Gostony explains that because the production of textiles requires a lot of energy and replacing them is expensive for the laundries, it is crucial to ensure gentle treatment of the linen during the ironing process. Thanks to higher evaporation capacity of the Jensen flexchest ironers, laundries can prolong linen lifetime by reducing the ironing temperature or the roller pressure without reducing capacity.
Just as the ‘Sinner’s Circle’ describes the main components of the ideal washing process, the ‘JenFin Circle’ (see illustration above, left) illustrates the four major variables of the ironing process that may impact linen lifetime: temperature, time, pressure, and friction. These four variables need to be applied in the best way to achieve great finishing results coupled with higher productivity to reduce the effect of linen wear and distortion. “Most of all linen damages happens in the ironer, especially when processing blended textiles that have become very popular. That’s why the JenFin Circle is so vital to consider as part of all commercial and sustainability processes,” says Gostony.
Heating band technology
Kannegiesser says that its latest heating band technology ensures high performance, excellent ironing quality and fast temperature adjustments to the textile requirements. The HPM ironer series combines a multitude of advantages, says the company. “Added to this are the enormous energy savings compared to conventional ironer chests. Given current energy costs, the savings with Kannegiesser heating band technology can quickly amount to fivedigit amounts per year in single-shift operation,: says Michael Harre, head of Kannegiesser’s sales and marketing team.
He explains: “Due to the special geometry of the stainless steel heating band, an HPM 2-roller ironer, for example, provides the same evaporation performance as a conventional 3-roller ironer of the same diameter. This means significantly less mass that must be heated up in the morning, as well as less heat radiation and less condensate loss during operation.”
Below you will find the calculation of these savings based on 250 working days per year in single shift operation:
With a working width of 3,500 mm, the heating band of the HPM 2-roller ironer weighs around 5.2 tons less than the rigid trough of the conventional 3-roller ironer.
With HPM, this amount of steel needs to be heated up less in the morning. You can roughly calculate that 43 kg of steam is required to heat 1 tonne of steel from 12°C to 192°C. With 250 working days per year, the savings for heating up in the morning with the HPM add up to around 46,000 kWh per year.
Heat radiation during operation
Due to the smaller surface area of the heating band, the HPM 2-roller ironer has around 15 kW less heat radiation during operation than the conventional 3-roller ironer.
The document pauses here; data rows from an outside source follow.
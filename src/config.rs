/*
 * This modules contains the `CompilerConfig` struct, which implements the default trait, and its
 * builder. The config can be given to a `Compiler` to change the punctuation set used when
 * splitting tokens and to silence the conflict diagnostics.
*/
use either::Either as LeftOrRight;
use std::fmt::{Debug, Display};

/// Punctuation characters that are split into their own single-character token.
pub const DEFAULT_PUNCTUATION: [char; 6] = [',', '.', '!', '?', ';', ':'];

#[derive(Clone, Debug, Eq, PartialEq, Ord, PartialOrd, Hash)]
/// Config struct used by the `Compiler`. It implements the default trait, which reproduces the
/// standard behavior of the annotation tool.
pub struct CompilerConfig {
    /// Characters emitted as standalone tokens. Kept sorted and deduplicated.
    pub(crate) punctuation: Box<[char]>,
    /// Are label conflicts forwarded to the observer? Conflicts are always resolved by
    /// overwriting, this only changes what gets reported.
    pub(crate) report_conflicts: bool,
}

impl CompilerConfig {
    pub fn new() -> Self {
        Self::default()
    }

    pub fn punctuation(&self) -> &[char] {
        &self.punctuation
    }

    pub fn report_conflicts(&self) -> bool {
        self.report_conflicts
    }

    #[inline(always)]
    pub(crate) fn is_punctuation(&self, c: char) -> bool {
        self.punctuation.binary_search(&c).is_ok()
    }
}

impl Default for CompilerConfig {
    fn default() -> Self {
        Self {
            punctuation: normalize_punctuation(DEFAULT_PUNCTUATION),
            report_conflicts: true,
        }
    }
}

impl Display for CompilerConfig {
    fn fmt(&self, f: &mut std::fmt::Formatter<'_>) -> std::fmt::Result {
        let punctuation: String = self.punctuation.iter().collect();
        write!(
            f,
            "Punctuation split into tokens: {:?}\n Reporting label conflicts: {}",
            punctuation, self.report_conflicts
        )
    }
}

fn normalize_punctuation<I: IntoIterator<Item = char>>(chars: I) -> Box<[char]> {
    let mut punctuation: Vec<char> = chars.into_iter().collect();
    punctuation.sort_unstable();
    punctuation.dedup();
    punctuation.into_boxed_slice()
}

impl<Punct> From<CompilerConfigBuilder<Punct>> for CompilerConfig
where
    Punct: IntoIterator<Item = char>,
{
    fn from(value: CompilerConfigBuilder<Punct>) -> Self {
        let punctuation = match value.punctuation {
            LeftOrRight::Left(custom) => normalize_punctuation(custom),
            LeftOrRight::Right(default) => normalize_punctuation(default),
        };
        Self {
            punctuation,
            report_conflicts: value.report_conflicts,
        }
    }
}

/// This builder can be used to build and customize a `CompilerConfig` stucture.
pub struct CompilerConfigBuilder<Punct>
where
    Punct: IntoIterator<Item = char>,
{
    punctuation: LeftOrRight<Punct, [char; 6]>,
    report_conflicts: bool,
}

impl Default for CompilerConfigBuilder<Vec<char>> {
    fn default() -> Self {
        Self::new()
    }
}

impl<Punct> CompilerConfigBuilder<Punct>
where
    Punct: IntoIterator<Item = char>,
{
    pub fn punctuation(mut self, punctuation: Punct) -> Self {
        self.punctuation = LeftOrRight::Left(punctuation);
        self
    }
    pub fn report_conflicts(mut self, report_conflicts: bool) -> Self {
        self.report_conflicts = report_conflicts;
        self
    }
    pub fn new() -> Self {
        Self {
            punctuation: LeftOrRight::Right(DEFAULT_PUNCTUATION),
            report_conflicts: true,
        }
    }
    pub fn build(self) -> CompilerConfig {
        CompilerConfig::from(self)
    }
}
//! Errors of the HTTP layer and their mapping to responses.

use axum::{
    http::StatusCode,
    response::{IntoResponse, Response},
    Json,
};
use nerlabel::{ExportError, StoreError, ValidationError};
use thiserror::Error;

#[derive(Debug, Error)]
pub enum ServerError {
    #[error("Dataset not found: {0}")]
    DatasetNotFound(String),

    #[error("Invalid annotation: {0}")]
    InvalidAnnotation(#[from] ValidationError),

    #[error("Store error: {0}")]
    Store(StoreError),

    #[error("IO error: {0}")]
    Io(#[from] std::io::Error),

    #[error("Serialization error: {0}")]
    Serialization(#[from] serde_json::Error),

    #[error("Export task failed: {0}")]
    Task(#[from] tokio::task::JoinError),
}

impl ServerError {
    pub fn status(&self) -> StatusCode {
        match self {
            Self::DatasetNotFound(_) => StatusCode::NOT_FOUND,
            Self::InvalidAnnotation(_) => StatusCode::BAD_REQUEST,
            Self::Store(_) | Self::Io(_) | Self::Serialization(_) | Self::Task(_) => {
                StatusCode::INTERNAL_SERVER_ERROR
            }
        }
    }
}

impl From<StoreError> for ServerError {
    fn from(value: StoreError) -> Self {
        match value {
            StoreError::UnknownDataset(name) => Self::DatasetNotFound(name),
            e => Self::Store(e),
        }
    }
}

impl From<ExportError> for ServerError {
    fn from(value: ExportError) -> Self {
        match value {
            ExportError::DatasetNotFound(name) => Self::DatasetNotFound(name),
            ExportError::Store(e) => Self::Store(e),
        }
    }
}

impl IntoResponse for ServerError {
    fn into_response(self) -> Response {
        let status = self.status();
        if status.is_server_error() {
            tracing::error!(error = %self, "request failed");
        } else {
            tracing::debug!(error = %self, "request rejected");
        }
        (status, Json(serde_json::json!({ "error": self.to_string() }))).into_response()
    }
}
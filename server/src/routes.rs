//! Router configuration for the annotation server.

use axum::{
    routing::{get, post},
    Router,
};
use std::path::Path;
use tower_http::cors::CorsLayer;
use tower_http::services::ServeDir;

use crate::handlers;
use crate::AppState;

/// Create the main router with all routes. When `static_dir` is given, its files are served for
/// every path that is not an API route.
pub fn create_router(state: AppState, static_dir: Option<&Path>) -> Router {
    let router = Router::new()
        .route("/api/health", get(handlers::health))
        // Annotation recording
        .route("/api/save_annotation", post(handlers::save_annotation))
        .route("/api/get_datasets", get(handlers::get_datasets))
        .route(
            "/api/get_annotations/:dataset",
            get(handlers::get_annotations),
        )
        // Export
        .route(
            "/api/export_hf_format/:dataset",
            get(handlers::export_hf_format),
        )
        // Statistics
        .route("/api/stats", get(handlers::stats))
        .route("/api/stats/:dataset", get(handlers::dataset_stats));
    let router = match static_dir {
        Some(dir) => router.fallback_service(ServeDir::new(dir)),
        None => router,
    };
    router.layer(CorsLayer::permissive()).with_state(state)
}
//! nerlabel-server - records NER annotations and exports them as BIO datasets.

use clap::Parser;
use nerlabel::{Compiler, InMemoryStore};
use nerlabel_server::{serve, sweep_stale_exports, AppState, ServerArgs};
use std::sync::Arc;
use tracing_subscriber::{layer::SubscriberExt, util::SubscriberInitExt};

const DEFAULT_FILTER: &str = "nerlabel=info,nerlabel_server=info";

#[tokio::main]
async fn main() -> anyhow::Result<()> {
    tracing_subscriber::registry()
        .with(
            tracing_subscriber::EnvFilter::try_from_default_env()
                .unwrap_or_else(|_| DEFAULT_FILTER.into()),
        )
        .with(tracing_subscriber::fmt::layer())
        .init();

    let args = ServerArgs::parse();

    if !args.skip_sweep {
        match sweep_stale_exports(&std::env::temp_dir(), &args.export_prefix) {
            Ok(0) => {}
            Ok(removed) => tracing::info!("Cleaned up {} old temporary export files", removed),
            Err(e) => tracing::warn!(error = %e, "could not sweep the temp dir"),
        }
    }

    let state = AppState::new(
        Arc::new(InMemoryStore::new()),
        Compiler::default(),
        &args.export_prefix,
    );
    serve(&args, state).await
}
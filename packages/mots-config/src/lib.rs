mod error;
mod types;

pub use error::{Error, Result};
pub use types::{Config, Postgres, Service, Storage, Words};

use std::{fs, path::Path};

pub fn load(path: &Path) -> Result<Config> {
	let raw = fs::read_to_string(path)
		.map_err(|err| Error::ReadConfig { path: path.to_path_buf(), source: err })?;

	let mut cfg: Config = toml::from_str(&raw)
		.map_err(|err| Error::ParseConfig { path: path.to_path_buf(), source: err })?;

	normalize(&mut cfg);

	validate(&cfg)?;

	Ok(cfg)
}

pub fn validate(cfg: &Config) -> Result<()> {
	if cfg.service.http_bind.is_empty() {
		return Err(Error::Validation {
			message: "service.http_bind must be non-empty.".to_string(),
		});
	}
	if cfg.service.log_level.is_empty() {
		return Err(Error::Validation {
			message: "service.log_level must be non-empty.".to_string(),
		});
	}
	if cfg.storage.postgres.dsn.is_empty() {
		return Err(Error::Validation {
			message: "storage.postgres.dsn must be non-empty.".to_string(),
		});
	}
	if cfg.storage.postgres.pool_max_conns == 0 {
		return Err(Error::Validation {
			message: "storage.postgres.pool_max_conns must be greater than zero.".to_string(),
		});
	}
	if cfg.words.max_word_chars == 0 {
		return Err(Error::Validation {
			message: "words.max_word_chars must be greater than zero.".to_string(),
		});
	}
	if cfg.words.import_max_entries == 0 {
		return Err(Error::Validation {
			message: "words.import_max_entries must be greater than zero.".to_string(),
		});
	}

	Ok(())
}

fn normalize(cfg: &mut Config) {
	cfg.service.http_bind = cfg.service.http_bind.trim().to_string();
	cfg.service.log_level = cfg.service.log_level.trim().to_string();
	cfg.storage.postgres.dsn = cfg.storage.postgres.dsn.trim().to_string();
}
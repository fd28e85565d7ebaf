use serde::{Deserialize, Serialize};
use uuid::Uuid;

use crate::{Result, WordService};
use mots_storage::queries;

#[derive(Clone, Debug, Deserialize, Serialize)]
pub struct DeleteWordRequest {
	pub owner_id: Uuid,
	pub uuid: Uuid,
}

#[derive(Clone, Debug, Deserialize, Serialize)]
pub struct DeleteWordResponse {
	pub uuid: Uuid,
}

#[derive(Clone, Debug, Deserialize, Serialize)]
pub struct ClearWordsRequest {
	pub owner_id: Uuid,
}

#[derive(Clone, Debug, Deserialize, Serialize)]
pub struct ClearWordsResponse {
	pub deleted: u64,
}

impl WordService {
	pub async fn delete_word(&self, req: DeleteWordRequest) -> Result<DeleteWordResponse> {
		queries::delete_word(&self.db, req.owner_id, req.uuid).await?;

		Ok(DeleteWordResponse { uuid: req.uuid })
	}

	pub async fn clear_words(&self, req: ClearWordsRequest) -> Result<ClearWordsResponse> {
		let deleted = queries::delete_words_by_owner(&self.db, req.owner_id).await?;

		tracing::info!(owner_id = %req.owner_id, deleted, "Cleared vocabulary.");

		Ok(ClearWordsResponse { deleted })
	}
}
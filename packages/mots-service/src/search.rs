use serde::{Deserialize, Serialize};
use uuid::Uuid;

use crate::{Result, Viewer, WordItem, WordService, WordsResponse};
use mots_domain::{merge, normalize};
use mots_storage::queries::WordFilter;

#[derive(Clone, Debug, Deserialize, Serialize)]
pub struct SearchRequest {
	pub viewer: Option<Uuid>,
	pub query: String,
}

impl WordService {
	/// Free-text search across personal and visible public entries. The
	/// query is harakat-stripped so vocalized and bare spellings match the
	/// same entries; an empty query matches everything.
	pub async fn search_words(&self, req: SearchRequest) -> Result<WordsResponse> {
		let viewer = Viewer::from_user_id(req.viewer);
		let cleaned = normalize::strip_harakat(req.query.trim());
		let filter =
			WordFilter { text: (!cleaned.is_empty()).then_some(cleaned), ..WordFilter::default() };
		let sets = self.resolve_visible(viewer, &filter).await?;
		let merged = merge::merge(sets.own, sets.public);

		Ok(WordsResponse { words: merged.into_iter().map(WordItem::from_visible).collect() })
	}
}
use serde::{Deserialize, Serialize};
use uuid::Uuid;

use crate::{Error, Result, WordItem, WordService, resolve};
use mots_domain::{Language, WordType, normalize};
use mots_storage::queries::{self, WordChanges};

#[derive(Clone, Debug, Deserialize, Serialize)]
pub struct UpdateWordRequest {
	pub owner_id: Uuid,
	pub uuid: Uuid,
	pub source_language: Option<Language>,
	pub target_language: Option<Language>,
	pub word_type: Option<WordType>,
	pub source_word: Option<String>,
	pub translation_word: Option<String>,
}

impl WordService {
	/// Partial update of an owned entry. A changed translation re-derives
	/// the normalized form; collisions with the uniqueness invariant surface
	/// as Conflict, an entry that is absent or owned by someone else as
	/// NotFound.
	pub async fn update_word(&self, req: UpdateWordRequest) -> Result<WordItem> {
		let source_word = trimmed_field(req.source_word.as_deref(), "source_word")?;
		let translation_word = trimmed_field(req.translation_word.as_deref(), "translation_word")?;
		let max_chars = self.cfg.words.max_word_chars as usize;

		for field in [source_word, translation_word].into_iter().flatten() {
			if field.chars().count() > max_chars {
				return Err(Error::InvalidRequest {
					message: format!("Words are limited to {max_chars} characters."),
				});
			}
		}

		let normalized_word = translation_word.map(normalize::strip_harakat);
		let changes = WordChanges {
			source_language: req.source_language.map(|language| language.as_str()),
			target_language: req.target_language.map(|language| language.as_str()),
			word_type: req.word_type.map(|word_type| word_type.as_str()),
			source_word,
			translation_word,
			normalized_word: normalized_word.as_deref(),
		};
		let row = queries::update_word(&self.db, req.owner_id, req.uuid, &changes).await?;
		let word = resolve::word_from_row(row).ok_or_else(|| Error::Storage {
			message: "Stored word carries an unknown language or type label.".to_string(),
		})?;

		Ok(WordItem::from_word(word, None))
	}
}

fn trimmed_field<'a>(value: Option<&'a str>, name: &str) -> Result<Option<&'a str>> {
	match value {
		None => Ok(None),
		Some(raw) => {
			let trimmed = raw.trim();

			if trimmed.is_empty() {
				return Err(Error::InvalidRequest {
					message: format!("{name} must not be empty when provided."),
				});
			}

			Ok(Some(trimmed))
		},
	}
}
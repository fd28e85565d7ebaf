use std::fmt::{Display, Formatter};

use serde::{Deserialize, Serialize};
use time::OffsetDateTime;
use uuid::Uuid;

#[derive(Clone, Copy, Debug, Deserialize, Eq, Hash, PartialEq, Serialize)]
pub enum Language {
	#[serde(rename = "FR")]
	Fr,
	#[serde(rename = "AR")]
	Ar,
}
impl Language {
	pub fn as_str(&self) -> &'static str {
		match self {
			Self::Fr => "FR",
			Self::Ar => "AR",
		}
	}

	pub fn parse(raw: &str) -> Option<Self> {
		match raw {
			"FR" => Some(Self::Fr),
			"AR" => Some(Self::Ar),
			_ => None,
		}
	}
}

impl Display for Language {
	fn fmt(&self, f: &mut Formatter<'_>) -> std::fmt::Result {
		self.as_str().fmt(f)
	}
}

#[derive(Clone, Copy, Debug, Deserialize, Eq, Hash, PartialEq, Serialize)]
#[serde(rename_all = "lowercase")]
pub enum WordType {
	Noun,
	Verb,
	Adjective,
	Adverb,
	Preposition,
	Pronoun,
	Suffix,
	Other,
}
impl WordType {
	pub fn as_str(&self) -> &'static str {
		match self {
			Self::Noun => "noun",
			Self::Verb => "verb",
			Self::Adjective => "adjective",
			Self::Adverb => "adverb",
			Self::Preposition => "preposition",
			Self::Pronoun => "pronoun",
			Self::Suffix => "suffix",
			Self::Other => "other",
		}
	}

	pub fn parse(raw: &str) -> Option<Self> {
		match raw {
			"noun" => Some(Self::Noun),
			"verb" => Some(Self::Verb),
			"adjective" => Some(Self::Adjective),
			"adverb" => Some(Self::Adverb),
			"preposition" => Some(Self::Preposition),
			"pronoun" => Some(Self::Pronoun),
			"suffix" => Some(Self::Suffix),
			"other" => Some(Self::Other),
			_ => None,
		}
	}
}

impl Display for WordType {
	fn fmt(&self, f: &mut Formatter<'_>) -> std::fmt::Result {
		self.as_str().fmt(f)
	}
}

/// One stored source-word/translation pair, in its stored direction.
///
/// `normalized_word` is derived from `translation_word` at write time and is
/// never set independently.
#[derive(Clone, Debug, PartialEq)]
pub struct Word {
	pub uuid: Uuid,
	pub owner_id: Uuid,
	pub source_language: Language,
	pub target_language: Language,
	pub word_type: WordType,
	pub source_word: String,
	pub translation_word: String,
	pub normalized_word: String,
	pub created_at: OffsetDateTime,
}

/// Public descriptor of the user a shared entry belongs to.
#[derive(Clone, Debug, Deserialize, PartialEq, Serialize)]
pub struct Author {
	pub id: Uuid,
	pub display_name: String,
	pub avatar: Option<String>,
}

/// An entry surfaced from another user's published vocabulary.
#[derive(Clone, Debug, PartialEq)]
pub struct PublicWord {
	pub word: Word,
	pub author: Author,
}

/// Per-user visibility toggles. Both default to off: nothing is shared and
/// nothing foreign is shown until the user opts in.
#[derive(Clone, Copy, Debug, Default, Deserialize, Eq, PartialEq, Serialize)]
pub struct VisibilityFlags {
	pub is_public_words: bool,
	pub show_others_words: bool,
}

/// A merged result entry. Own entries carry no author; public entries always
/// do, so callers match on the variant instead of probing optional fields.
#[derive(Clone, Debug, PartialEq)]
pub enum VisibleWord {
	Own(Word),
	Public(PublicWord),
}
impl VisibleWord {
	pub fn word(&self) -> &Word {
		match self {
			Self::Own(word) => word,
			Self::Public(public) => &public.word,
		}
	}

	pub fn into_parts(self) -> (Word, Option<Author>) {
		match self {
			Self::Own(word) => (word, None),
			Self::Public(public) => (public.word, Some(public.author)),
		}
	}
}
Here, with 2,000 operating hours in single-shift operation, around 30,000 kWh are saved per year.
The lower steam consumption and the shorter ironing surface of the HPM 2-roller ironer compared to the conventional 3-roller ironer also lead to significantly fewer condensate losses. Therefore, the losses through the steam trap of the HPM is around 16 kg/h lower than with the conventional ironer. Extrapolated over the year, the energy savings due to the lower condensate losses amount to around 26,000 kWh.
“The heating band technology saves over 100,000 kWh per year in single-shift operation thanks to the faster heating up in the morning, the lower heat radiation during ongoing operation and the lower condensate losses. At current energy costs that’s at least £10,000. In addition, around 20 tons less CO2 is released annually in single-shift operation. Thus, the HPM is truly a guarantor for energy savings,” says Harre.